Economic development and eco-tourism are the focus of a conference next Friday in Nebraska.
Governor Dave Heineman announced Monday he’ll meet with Kansas Governor Sam Brownback and Colorado Governor John Hickenlooper. The meeting is, in part, an opportunity for the three Governors to view the sandhill crane migration. Gov. Heineman says it's also a chance for the three Governors to discuss economic development, water use, and what each state can learn from the other.
The Papio-Missouri River Natural Resources District is contributing $2 million toward additional upgrades and a study of Omaha’s levee system.
The study is required for FEMA recertification of the levee system. That’s separate from what’s done by the U.S. Army Corps of Engineers. FEMA began requiring levee certifications after Hurricane Katrina.
Nebraska Regent Chuck Hassebrook is no longer a Democratic candidate for U.S. Senate.

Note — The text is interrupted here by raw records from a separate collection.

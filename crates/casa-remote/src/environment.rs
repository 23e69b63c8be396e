//! Host-environment signals the engine reacts to.
//!
//! The core never looks at terminals, windows or files on its own; an
//! `EnvironmentObserver` turns whatever the host has into
//! `EnvironmentEvent`s and `spawn_observer` forwards them.

use std::path::PathBuf;
use std::time::{Duration, SystemTime};

use async_trait::async_trait;
use tokio::sync::mpsc;
use tokio::time::MissedTickBehavior;
use tokio_util::sync::CancellationToken;
use tracing::{debug, info};

use crate::core::CoreHandle;

#[derive(Debug, Clone, Copy, PartialEq, Eq)]
pub enum Visibility {
    Visible,
    Hidden,
}

impl Visibility {
    pub fn is_visible(self) -> bool {
        self == Self::Visible
    }
}

#[derive(Debug, Clone, PartialEq, Eq)]
pub enum EnvironmentEvent {
    Visibility(Visibility),
    /// Preferences were changed by someone else (another instance, an editor).
    ExternalConfigChange,
}

#[async_trait]
pub trait EnvironmentObserver: Send {
    /// Wait for the next event.  `None` once the source is exhausted.
    async fn next_event(&mut self) -> Option<EnvironmentEvent>;
}

/// Events pushed by the host through an `mpsc` sender.
pub struct ChannelObserver {
    rx: mpsc::Receiver<EnvironmentEvent>,
}

impl ChannelObserver {
    pub fn new(buffer: usize) -> (mpsc::Sender<EnvironmentEvent>, Self) {
        let (tx, rx) = mpsc::channel(buffer);
        (tx, Self { rx })
    }
}

#[async_trait]
impl EnvironmentObserver for ChannelObserver {
    async fn next_event(&mut self) -> Option<EnvironmentEvent> {
        self.rx.recv().await
    }
}

/// Watches the preferences file and reports `ExternalConfigChange` whenever
/// its modification time or size moves.
pub struct PreferenceFileObserver {
    path: PathBuf,
    interval: tokio::time::Interval,
    last_seen: Option<Option<(SystemTime, u64)>>,
}

impl PreferenceFileObserver {
    pub fn new(path: impl Into<PathBuf>, period: Duration) -> Self {
        let mut interval = tokio::time::interval(period);
        interval.set_missed_tick_behavior(MissedTickBehavior::Delay);
        Self {
            path: path.into(),
            interval,
            last_seen: None,
        }
    }

    async fn stamp(&self) -> Option<(SystemTime, u64)> {
        let meta = tokio::fs::metadata(&self.path).await.ok()?;
        Some((meta.modified().ok()?, meta.len()))
    }
}

#[async_trait]
impl EnvironmentObserver for PreferenceFileObserver {
    async fn next_event(&mut self) -> Option<EnvironmentEvent> {
        loop {
            self.interval.tick().await;
            let stamp = self.stamp().await;
            match self.last_seen.replace(stamp) {
                // First look only records the baseline.
                None => continue,
                Some(previous) if previous != stamp => {
                    debug!("Preferences file changed: {}", self.path.display());
                    return Some(EnvironmentEvent::ExternalConfigChange);
                }
                Some(_) => continue,
            }
        }
    }
}

/// Forward `observer`'s events into the core until it runs dry, the core
/// goes away, or `cancel` fires.
pub fn spawn_observer<O>(
    mut observer: O,
    handle: CoreHandle,
    cancel: CancellationToken,
) -> tokio::task::JoinHandle<()>
where
    O: EnvironmentObserver + 'static,
{
    tokio::spawn(async move {
        loop {
            let event = tokio::select! {
                _ = cancel.cancelled() => break,
                event = observer.next_event() => event,
            };
            let Some(event) = event else { break };
            if handle.environment(event).await.is_err() {
                break;
            }
        }
        info!("Environment observer stopped");
    })
}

Hassebrook announced Thursday morning he’s dropping out of the Senate race and endorsing fellow Democratic candidate Bob Kerrey. Last week, Hassebrook said Kerrey’s candidacy wouldn’t affect his own. But Hassebrook says it’s been difficult to organize a campaign. "I’ve spent a lot of hours since then working to do just that. But in recent days, I’ve come to the realization that I would not succeed."
The 2012 spring runoff season is underway along the Missouri River.
U.S. Army Corps of Engineers officials say releases from Gavins Point Dam averaged 22,000 cubic feet per second during February. It’ll stay at that level through the middle of this month, and then increase for the start of the navigation season. Last year’s record runoff season led to devastating flooding along the Missouri River in Nebraska and Iowa.
A UNO political scientist expects all four GOP presidential candidates will stay in the race following Super Tuesday.
Results of the ten Super Tuesday primaries were split. In Ohio, GOP candidates Mitt Romney and Rick Santorum were locked in a close race. Santorum, Romney, and Newt Gingrich all picked up wins, and delegates.
A Bachelors Degree in emergency management could soon be offered at the University of Nebraska-Omaha.
The program would be offered as a Bachelor of Science Degree. John Bartle, acting dean of UNO’s College of Public Affairs and Community Service, says a degree in emergency management is critical given recent natural and man made disasters. “Unfortunately these emergencies seem to be with us. It’s a profession that is evolving, and increasingly there’s a need for higher level education, more than just training, but education for people in this field.”